Escuchó un ruido y salió a la cocina. Un tren acababa de aparcar en su apartamento. Pasaba a menudo, así que volvió a la cama y se abrazó a los cuatro cojines hechos a retales. Siempre empezaba todo de la misma forma. Primero el murmullo con aspiraciones de ruido, después la gente charlando en los vagones y, por último, la extraña sensación de despedirse de cada uno de los pasajeros para siempre. Algo parecido a la nostalgia, pero de colores.

Cuando cerró los ojos, una manta de miedo le subió poco a poco por el cuerpo. Lo cubrió todo como si fuera miel. Le embadurno los ojos, las pestañas y la nariz. Se derramó hasta ensuciar cada alegría. “Es lo que pasa con el miedo, que si no lo conduces, te ensucia y te deja pegajosa”, pensó.

Se acordó entonces de las piscinas en invierno, de la fantástica sensación de desgranar espigas entre los dedos y de ese olor de las noches de San Lorenzo. Mantas en el suelo, estrellas que se mueven y grillos que explotan de tanto verano. Recordar esas cosas hacían que ese pegamento insoportable se despegara de su cuerpo.
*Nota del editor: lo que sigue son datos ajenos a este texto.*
//! Shared recurrence state machines.
//!
//! Scan-shaped kernels carry their state in locals for the duration of one
//! series; these small structs capture the warm-up patterns that repeat
//! across the catalog so each kernel body stays a few lines of formula.

/// Seeded exponential moving average.
///
/// The first `length` inputs accumulate a running sum; input `length - 1`
/// emits the simple average as the seed and flips the formed flag, after
/// which the usual `ema += (x - ema) * 2 / (length + 1)` update applies.
#[derive(Clone, Copy, Debug)]
pub struct EmaState {
    length: usize,
    alpha: f32,
    sum: f32,
    count: usize,
    value: f32,
}

impl EmaState {
    pub fn new(length: usize) -> Self {
        let length = length.max(1);
        Self {
            length,
            alpha: 2.0 / (length as f32 + 1.0),
            sum: 0.0,
            count: 0,
            value: f32::NAN,
        }
    }

    /// Feed one input; returns the current EMA or NaN while warming up.
    #[inline]
    pub fn update(&mut self, x: f32) -> f32 {
        self.count += 1;
        if self.count < self.length {
            self.sum += x;
            return f32::NAN;
        }
        if self.count == self.length {
            self.sum += x;
            self.value = self.sum / self.length as f32;
        } else {
            self.value += (x - self.value) * self.alpha;
        }
        self.value
    }

    #[inline]
    pub fn is_formed(&self) -> bool {
        self.count >= self.length
    }

    #[inline]
    pub fn value(&self) -> f32 {
        self.value
    }

    #[inline]
    pub fn length(&self) -> usize {
        self.length
    }
}

/// Seeded Wilder moving average (RMA), the ATR/ADX smoother: same warm-up
/// as [`EmaState`] but the recurrence divides by `length`.
#[derive(Clone, Copy, Debug)]
pub struct WilderState {
    length: usize,
    sum: f32,
    count: usize,
    value: f32,
}

impl WilderState {
    pub fn new(length: usize) -> Self {
        Self {
            length: length.max(1),
            sum: 0.0,
            count: 0,
            value: f32::NAN,
        }
    }

    #[inline]
    pub fn update(&mut self, x: f32) -> f32 {
        self.count += 1;
        if self.count < self.length {
            self.sum += x;
            return f32::NAN;
        }
        if self.count == self.length {
            self.sum += x;
            self.value = self.sum / self.length as f32;
        } else {
            self.value += (x - self.value) / self.length as f32;
        }
        self.value
    }

    #[inline]
    pub fn is_formed(&self) -> bool {
        self.count >= self.length
    }
}

/// Wilder RSI over an arbitrary input stream.
///
/// The first input only primes the previous value. Gains and losses then
/// accumulate for `length` deltas before switching to the smoothed
/// recurrence. A zero average loss resolves to 100 rather than dividing.
#[derive(Clone, Copy, Debug)]
pub struct RsiState {
    length: usize,
    prev: f32,
    has_prev: bool,
    avg_gain: f32,
    avg_loss: f32,
    warmup: usize,
    formed: bool,
}

impl RsiState {
    pub fn new(length: usize) -> Self {
        Self {
            length: length.max(1),
            prev: 0.0,
            has_prev: false,
            avg_gain: 0.0,
            avg_loss: 0.0,
            warmup: 0,
            formed: false,
        }
    }

    /// Feed one input; returns RSI in [0, 100] or NaN while warming up.
    pub fn update(&mut self, x: f32) -> f32 {
        if !self.has_prev {
            self.prev = x;
            self.has_prev = true;
            return f32::NAN;
        }

        let delta = x - self.prev;
        let gain = if delta > 0.0 { delta } else { 0.0 };
        let loss = if delta < 0.0 { -delta } else { 0.0 };
        self.prev = x;

        let len = self.length as f32;
        if !self.formed {
            self.avg_gain += gain;
            self.avg_loss += loss;
            self.warmup += 1;
            if self.warmup >= self.length {
                self.avg_gain /= len;
                self.avg_loss /= len;
                self.formed = true;
            } else {
                return f32::NAN;
            }
        } else {
            self.avg_gain = (self.avg_gain * (len - 1.0) + gain) / len;
            self.avg_loss = (self.avg_loss * (len - 1.0) + loss) / len;
        }

        if self.avg_loss == 0.0 {
            return 100.0;
        }
        let rs = self.avg_gain / self.avg_loss;
        100.0 - 100.0 / (1.0 + rs)
    }

    #[inline]
    pub fn is_formed(&self) -> bool {
        self.formed
    }
}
Buscó en otro baúl, uno aún más viejo. Encontró un dibujo hecho sin levantar el lápiz, una mesa pintarrajeada en su parte no visible y dos canciones que sabía cantar del revés.

Esa pringosa sensación se fue. Ella se abrazó a los cojines, o a las ausencias, que viene a ser lo mismo, y persiguió el sueño hasta tirarle al suelo.